Exercise brief: Wherever the word "never" occurs in the listing, copy the whole line.

** Opening Record excerpts block **

//! Engine event forwarding through the lifecycle controller.

use proxy_runtime::LogEvent;

mod common;
use common::{controller, path_str, wait_for, CapturingLogger, FakeEngine};

#[test]
fn test_logger_receives_engine_events() {
    let root = tempfile::tempdir().unwrap();
    let engine = FakeEngine::new();
    let runtime = controller(&engine);
    let logger = CapturingLogger::default();

    runtime.setup_logger(logger.clone());
    runtime.try_setup(path_str(root.path()), "mode: rule").unwrap();
    engine.hub.publish("warning", "dial tcp: i/o timeout");

    assert!(wait_for(|| logger.contains("dial tcp: i/o timeout")));
    let events = logger.events();
    assert_eq!(events[0], LogEvent::new("info", "applied 10 bytes"));
    assert!(events.contains(&LogEvent::new("warning", "dial tcp: i/o timeout")));

    runtime.shutdown_bridge();
}

#[test]
fn test_single_subscription() {
    let root = tempfile::tempdir().unwrap();
    let engine = FakeEngine::new();
    let runtime = controller(&engine);

    runtime.try_setup(path_str(root.path()), "mode: rule").unwrap();
    runtime.setup_logger(CapturingLogger::default());
    runtime.try_setup(path_str(root.path()), "mode: global").unwrap();
    runtime.setup_logger(CapturingLogger::default());

    assert_eq!(engine.hub.subscriber_count(), 1);
    assert!(runtime.bridge_running());

    runtime.shutdown_bridge();
}

#[test]
fn test_bridge_outlives_stop() {
    let root = tempfile::tempdir().unwrap();
    let engine = FakeEngine::new();
    let runtime = controller(&engine);
    let logger = CapturingLogger::default();
    runtime.setup_logger(logger.clone());
    runtime.try_setup(path_str(root.path()), "mode: rule").unwrap();

    runtime.stop();
    engine.hub.publish("info", "after stop");

    assert!(wait_for(|| logger.contains("after stop")));
    assert!(logger.contains("all services stopped"));
    assert!(runtime.bridge_running());

    runtime.shutdown_bridge();
}

#[test]
fn test_logger_swap() {
    let engine = FakeEngine::new();
    let runtime = controller(&engine);
    let first = CapturingLogger::default();
    let second = CapturingLogger::default();

    runtime.setup_logger(first.clone());
    engine.hub.publish("info", "one");
    assert!(wait_for(|| first.contains("one")));

    runtime.setup_logger(second.clone());
    engine.hub.publish("info", "two");
    assert!(wait_for(|| second.contains("two")));

    runtime.clear_logger();
    engine.hub.publish("info", "three");
    runtime.shutdown_bridge();

    assert!(!first.contains("two"));
    assert!(!first.contains("three"));
    assert!(!second.contains("three"));
}

#[test]
fn test_shutdown_bridge() {
    let engine = FakeEngine::new();
    let runtime = controller(&engine);
    runtime.setup_logger(CapturingLogger::default());
    assert!(runtime.bridge_running());

    runtime.shutdown_bridge();

    assert!(!runtime.bridge_running());
    assert_eq!(engine.hub.subscriber_count(), 0);

    // A later registration does not resubscribe.
    runtime.setup_logger(CapturingLogger::default());
    assert_eq!(engine.hub.subscriber_count(), 0);
}
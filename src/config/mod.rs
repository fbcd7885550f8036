//! Configuration management subsystem.
//!
//! # Data Flow
//! ```text
//! runtime.toml
//!     → loader.rs (parse & deserialize)
//!     → validation.rs (semantic checks)
//!     → RuntimeConfig (layout, observability, bridge)
//!
//! engine config source (path | base64 | raw text)
//!     → resolver.rs (classify & read)
//!     → ResolvedConfig { bytes, path }
//!     → store.rs (temp file + rename, engine pointer update)
//!
//! On external edit:
//!     watcher.rs detects change
//!     → reads file bytes
//!     → LifecycleController::apply_external_edit
//! ```
//!
//! # Design Decisions
//! - Engine config bytes are opaque; only the runtime's own config is typed
//! - All runtime config fields have defaults to allow minimal configs
//! - Resolution priority is fixed: file > base64 > raw text

pub mod loader;
pub mod resolver;
pub mod schema;
pub mod store;
pub mod validation;
pub mod watcher;

pub use loader::{load_config, ConfigError};
pub use resolver::{ConfigResolver, ResolveError, ResolvedConfig, SourceKind};
pub use schema::{BridgeConfig, LayoutConfig, ObservabilityConfig, RuntimeConfig};
pub use store::{ConfigStore, StoreError};
pub use watcher::{spawn_reload_loop, ConfigWatcher};
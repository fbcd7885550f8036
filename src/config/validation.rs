//! Configuration validation.
//!
//! # Design Decisions
//! - Returns all validation errors, not just first
//! - Validation is pure function: RuntimeConfig → Result<(), Vec<ValidationError>>
//! - Runs before config is accepted into the system

use std::path::{Component, Path};

use crate::config::schema::RuntimeConfig;

/// A single semantic problem in a runtime config.
#[derive(Debug, Clone, PartialEq, Eq, thiserror::Error)]
pub enum ValidationError {
    #[error("{field} must not be empty")]
    Empty { field: &'static str },
    #[error("{field} must be relative to the home directory, got {value}")]
    Absolute { field: &'static str, value: String },
    #[error("{field} must stay inside the home directory, got {value}")]
    EscapesHome { field: &'static str, value: String },
}

pub fn validate_config(config: &RuntimeConfig) -> Result<(), Vec<ValidationError>> {
    let mut errors = Vec::new();

    for (field, value) in config.layout.entries() {
        if value.trim().is_empty() {
            errors.push(ValidationError::Empty { field });
            continue;
        }
        let path = Path::new(value);
        if path.is_absolute() {
            errors.push(ValidationError::Absolute {
                field,
                value: value.to_string(),
            });
        } else if path.components().any(|c| matches!(c, Component::ParentDir)) {
            errors.push(ValidationError::EscapesHome {
                field,
                value: value.to_string(),
            });
        }
    }

    if config.bridge.thread_name.trim().is_empty() {
        errors.push(ValidationError::Empty {
            field: "bridge.thread_name",
        });
    }

    if errors.is_empty() {
        Ok(())
    } else {
        Err(errors)
    }
}

#[cfg(test)]
mod tests {
    use super::*;

    #[test]
    fn test_default_config_is_valid() {
        assert!(validate_config(&RuntimeConfig::default()).is_ok());
    }

    #[test]
    fn test_collects_every_error() {
        let mut config = RuntimeConfig::default();
        config.layout.config_file = "/etc/proxy/config.yaml".into();
        config.layout.asn = "../ASN.mmdb".into();
        config.layout.geoip = "  ".into();
        config.bridge.thread_name = String::new();

        let errors = validate_config(&config).unwrap_err();
        assert_eq!(errors.len(), 4);
        assert!(matches!(errors[0], ValidationError::Absolute { field: "layout.config_file", .. }));
        assert!(matches!(errors[1], ValidationError::EscapesHome { field: "layout.asn", .. }));
        assert_eq!(errors[2], ValidationError::Empty { field: "layout.geoip" });
        assert_eq!(errors[3], ValidationError::Empty { field: "bridge.thread_name" });
    }

    #[test]
    fn test_nested_relative_paths_allowed() {
        let mut config = RuntimeConfig::default();
        config.layout.geosite = "geo/GeoSite.dat".into();
        assert!(validate_config(&config).is_ok());
    }
}
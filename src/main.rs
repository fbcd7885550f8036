//! Offline tooling for the proxy runtime.
//!
//! Resolves and installs engine configuration into a home directory the same
//! way `LifecycleController::setup` does, without an engine attached.

use std::io::Read;
use std::path::PathBuf;

use clap::{Parser, Subcommand};
use serde_json::json;

use proxy_runtime::config::{load_config, ConfigResolver, ConfigStore, RuntimeConfig};
use proxy_runtime::engine::HomeLayout;
use proxy_runtime::lifecycle::home::{ensure_dataset_dirs, prepare_home};
use proxy_runtime::observability::init_logging;

#[derive(Parser)]
#[command(name = "proxy-runtime")]
#[command(about = "Config tooling for the embedded proxy runtime", long_about = None)]
struct Cli {
    /// Runtime config (TOML); defaults apply when omitted
    #[arg(short = 'c', long)]
    runtime_config: Option<PathBuf>,

    /// Override the configured log level
    #[arg(short, long)]
    log_level: Option<String>,

    #[command(subcommand)]
    command: Commands,
}

#[derive(Subcommand)]
enum Commands {
    /// Show how a config source would be interpreted
    Resolve {
        /// Home directory relative paths are resolved against
        #[arg(long)]
        home: String,
        /// File path, base64 payload or raw config text; `-` reads stdin
        source: String,
    },
    /// Resolve a config source and write it into a home directory
    Install {
        /// Home directory, created if missing
        #[arg(long)]
        home: String,
        /// File path, base64 payload or raw config text; `-` reads stdin
        source: String,
    },
}

fn main() -> Result<(), Box<dyn std::error::Error>> {
    let cli = Cli::parse();

    let mut config = match &cli.runtime_config {
        Some(path) => load_config(path)?,
        None => RuntimeConfig::default(),
    };
    if let Some(level) = cli.log_level {
        config.observability.log_level = level;
    }
    init_logging(&config.observability)?;

    let report = match cli.command {
        Commands::Resolve { home, source } => {
            let home = std::path::absolute(&home)?;
            let layout = HomeLayout::new(&home, &config.layout);
            let resolved = ConfigResolver::new(&layout).resolve(&read_source(source)?)?;
            json!({
                "source": resolved.source,
                "path": resolved.path,
                "size": resolved.bytes.len(),
            })
        }
        Commands::Install { home, source } => {
            let home = prepare_home(&home)?;
            let layout = HomeLayout::new(&home, &config.layout);
            let resolved = ConfigResolver::new(&layout).resolve(&read_source(source)?)?;
            let written = ConfigStore::new(&layout.config_file)
                .persist(&resolved.bytes, Some(resolved.path.as_path()))?;
            ensure_dataset_dirs(&layout);
            tracing::info!(path = %written.display(), "Config installed");
            json!({
                "source": resolved.source,
                "path": written,
                "size": resolved.bytes.len(),
                "dataset_dirs": layout.dataset_dirs(),
            })
        }
    };

    println!("{}", serde_json::to_string_pretty(&report)?);
    Ok(())
}

fn read_source(source: String) -> std::io::Result<String> {
    if source != "-" {
        return Ok(source);
    }
    let mut buf = String::new();
    std::io::stdin().read_to_string(&mut buf)?;
    Ok(buf)
}
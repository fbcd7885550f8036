//! Turns a caller-supplied config source into bytes plus a target path.
//!
//! Classification is by priority, not by exclusive detection:
//! existing file > standard base64 > raw text. A string that is both valid
//! base64 and plausible raw YAML is treated as base64.

use std::fmt;
use std::fs;
use std::path::{Path, PathBuf};

use base64::alphabet;
use base64::engine::general_purpose::{GeneralPurpose, GeneralPurposeConfig};
use base64::Engine;
use serde::Serialize;

use crate::engine::HomeLayout;

/// Standard alphabet with required padding, tolerant of non-zero trailing bits.
const CONFIG_BASE64: GeneralPurpose = GeneralPurpose::new(
    &alphabet::STANDARD,
    GeneralPurposeConfig::new().with_decode_allow_trailing_bits(true),
);

/// Decode a standard base64 config payload. Line breaks anywhere in the
/// payload are skipped, so text wrapped at 76 columns decodes.
pub fn decode_base64(payload: &str) -> Result<Vec<u8>, base64::DecodeError> {
    let unwrapped: Vec<u8> = payload
        .bytes()
        .filter(|b| !matches!(b, b'\r' | b'\n'))
        .collect();
    CONFIG_BASE64.decode(unwrapped)
}

/// How a config source was interpreted.
#[derive(Debug, Clone, Copy, PartialEq, Eq, Serialize)]
#[serde(rename_all = "lowercase")]
pub enum SourceKind {
    File,
    Base64,
    Raw,
}

impl fmt::Display for SourceKind {
    fn fmt(&self, f: &mut fmt::Formatter<'_>) -> fmt::Result {
        let name = match self {
            SourceKind::File => "file",
            SourceKind::Base64 => "base64",
            SourceKind::Raw => "raw",
        };
        f.write_str(name)
    }
}

/// Concrete configuration produced by [`ConfigResolver::resolve`].
#[derive(Debug, Clone, PartialEq, Eq)]
pub struct ResolvedConfig {
    pub bytes: Vec<u8>,
    /// Always absolute; inline sources get the default config path.
    pub path: PathBuf,
    pub source: SourceKind,
}

#[derive(Debug, thiserror::Error)]
pub enum ResolveError {
    #[error("configuration is empty")]
    EmptyConfig,
    #[error("read config file {} failed: {source}", path.display())]
    ReadFailed {
        path: PathBuf,
        #[source]
        source: std::io::Error,
    },
}

/// Resolves config sources relative to one home directory.
#[derive(Debug, Clone, Copy)]
pub struct ConfigResolver<'a> {
    home: &'a Path,
    default_path: &'a Path,
}

impl<'a> ConfigResolver<'a> {
    pub fn new(layout: &'a HomeLayout) -> Self {
        Self {
            home: &layout.home,
            default_path: &layout.config_file,
        }
    }

    pub fn resolve(&self, input: &str) -> Result<ResolvedConfig, ResolveError> {
        let trimmed = input.trim();
        if trimmed.is_empty() {
            return Err(ResolveError::EmptyConfig);
        }

        // Absolute paths replace the home directory on join.
        let candidate = self.home.join(trimmed);
        if fs::metadata(&candidate).is_ok_and(|m| m.is_file()) {
            let bytes = fs::read(&candidate).map_err(|source| ResolveError::ReadFailed {
                path: candidate.clone(),
                source,
            })?;
            return Ok(ResolvedConfig {
                bytes,
                path: candidate,
                source: SourceKind::File,
            });
        }

        if let Ok(bytes) = decode_base64(trimmed) {
            return Ok(ResolvedConfig {
                bytes,
                path: self.default_path.to_path_buf(),
                source: SourceKind::Base64,
            });
        }

        Ok(ResolvedConfig {
            bytes: trimmed.as_bytes().to_vec(),
            path: self.default_path.to_path_buf(),
            source: SourceKind::Raw,
        })
    }
}
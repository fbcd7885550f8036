//! Structured logging setup.
//!
//! Uses tracing for structured logs. `RUST_LOG` wins over the configured
//! level when set.

use tracing_subscriber::util::TryInitError;
use tracing_subscriber::{layer::SubscriberExt, util::SubscriberInitExt, EnvFilter};

use crate::config::ObservabilityConfig;

/// Install the global subscriber. Fails if one is already installed.
pub fn init_logging(config: &ObservabilityConfig) -> Result<(), TryInitError> {
    tracing_subscriber::registry()
        .with(env_filter(&config.log_level))
        .with(tracing_subscriber::fmt::layer())
        .try_init()
}

fn env_filter(level: &str) -> EnvFilter {
    EnvFilter::try_from_default_env()
        .unwrap_or_else(|_| format!("proxy_runtime={level}").into())
}
//! Durable persistence of engine configuration bytes.
//!
//! Bytes go to a temp file in the target directory first and are renamed
//! into place, so a reader sees either the old or the new file, never a
//! partial one. The file is owner read/write only.

use std::fs;
use std::io::Write;
use std::path::{Path, PathBuf};

use crate::engine::ProxyEngine;

#[cfg(unix)]
const CONFIG_DIR_MODE: u32 = 0o700;
#[cfg(unix)]
const CONFIG_FILE_MODE: u32 = 0o600;

#[derive(Debug, thiserror::Error)]
pub enum StoreError {
    #[error("configuration payload is empty")]
    EmptyConfig,
    #[error("prepare config directory {} failed: {source}", path.display())]
    MkdirFailed {
        path: PathBuf,
        #[source]
        source: std::io::Error,
    },
    #[error("write config {} failed: {source}", path.display())]
    WriteFailed {
        path: PathBuf,
        #[source]
        source: std::io::Error,
    },
}

/// Writes config bytes to disk and repoints the engine at them.
pub struct ConfigStore<'a> {
    default_path: &'a Path,
    engine: Option<&'a dyn ProxyEngine>,
}

impl<'a> ConfigStore<'a> {
    /// A store that only touches the filesystem.
    pub fn new(default_path: &'a Path) -> Self {
        Self {
            default_path,
            engine: None,
        }
    }

    /// Also update the engine's config-file pointer after each write.
    pub fn with_engine(mut self, engine: &'a dyn ProxyEngine) -> Self {
        self.engine = Some(engine);
        self
    }

    /// Persist `bytes` to `target`, or to the default path when unset.
    ///
    /// Returns the path actually written.
    pub fn persist(&self, bytes: &[u8], target: Option<&Path>) -> Result<PathBuf, StoreError> {
        if bytes.is_empty() {
            return Err(StoreError::EmptyConfig);
        }

        let target = match target {
            Some(path) if !path.as_os_str().is_empty() => path,
            _ => self.default_path,
        };

        let dir = match target.parent() {
            Some(parent) if !parent.as_os_str().is_empty() => parent,
            _ => Path::new("."),
        };
        create_private_dir(dir).map_err(|source| StoreError::MkdirFailed {
            path: dir.to_path_buf(),
            source,
        })?;

        write_replace(dir, target, bytes).map_err(|source| StoreError::WriteFailed {
            path: target.to_path_buf(),
            source,
        })?;

        if let Some(engine) = self.engine {
            engine.set_config_file(target);
        }

        tracing::debug!(path = %target.display(), size = bytes.len(), "Config persisted");
        Ok(target.to_path_buf())
    }
}

fn create_private_dir(dir: &Path) -> std::io::Result<()> {
    let mut builder = fs::DirBuilder::new();
    builder.recursive(true);
    #[cfg(unix)]
    {
        use std::os::unix::fs::DirBuilderExt;
        builder.mode(CONFIG_DIR_MODE);
    }
    builder.create(dir)
}

fn write_replace(dir: &Path, target: &Path, bytes: &[u8]) -> std::io::Result<()> {
    let mut tmp = tempfile::NamedTempFile::new_in(dir)?;
    tmp.write_all(bytes)?;
    tmp.as_file().sync_all()?;
    #[cfg(unix)]
    {
        use std::os::unix::fs::PermissionsExt;
        tmp.as_file()
            .set_permissions(fs::Permissions::from_mode(CONFIG_FILE_MODE))?;
    }
    tmp.persist(target).map_err(|e| e.error)?;
    Ok(())
}
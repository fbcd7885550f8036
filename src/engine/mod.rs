//! Boundary to the proxy engine being managed.
//!
//! # Data Flow
//! ```text
//! LifecycleController
//!     → ProxyEngine::set_home_dir / init_config_dir
//!     → ProxyEngine::apply(config bytes)
//!     → ProxyEngine::shutdown()
//!
//! Engine internals
//!     → EventHub::publish(level, payload)
//!     → broadcast::Receiver<LogEvent> (LogBridge)
//! ```
//!
//! # Design Decisions
//! - The engine is opaque: config bytes are never parsed on this side
//! - One engine handle per controller, shared via Arc
//! - The engine protects its own internals; every method takes `&self`

pub mod events;
pub mod layout;

pub use events::{EventHub, LogEvent};
pub use layout::HomeLayout;

use std::path::Path;
use tokio::sync::broadcast;

/// Error reported by the engine when it rejects a configuration.
#[derive(Debug, Clone, PartialEq, Eq, thiserror::Error)]
#[error("{message}")]
pub struct EngineError {
    message: String,
}

impl EngineError {
    pub fn new(message: impl Into<String>) -> Self {
        Self {
            message: message.into(),
        }
    }

    pub fn message(&self) -> &str {
        &self.message
    }
}

/// Entry points a proxy engine exposes to the lifecycle layer.
pub trait ProxyEngine: Send + Sync {
    /// Register the home directory all derived engine paths hang off.
    fn set_home_dir(&self, home: &Path);

    /// Point the engine at the config file it should consider current.
    fn set_config_file(&self, path: &Path);

    /// Initialise the engine's own config subsystem under `home`.
    fn init_config_dir(&self, home: &Path) -> Result<(), EngineError>;

    /// Reconfigure the running services from raw configuration bytes.
    fn apply(&self, config: &[u8]) -> Result<(), EngineError>;

    /// Stop every running service.
    fn shutdown(&self);

    /// Subscribe to the engine's internal event stream.
    fn subscribe(&self) -> broadcast::Receiver<LogEvent>;
}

** Closing Record excerpts block **

Exercise output:
//! into place, so a reader sees either the old or the new file, never a
//! - The engine is opaque: config bytes are never parsed on this side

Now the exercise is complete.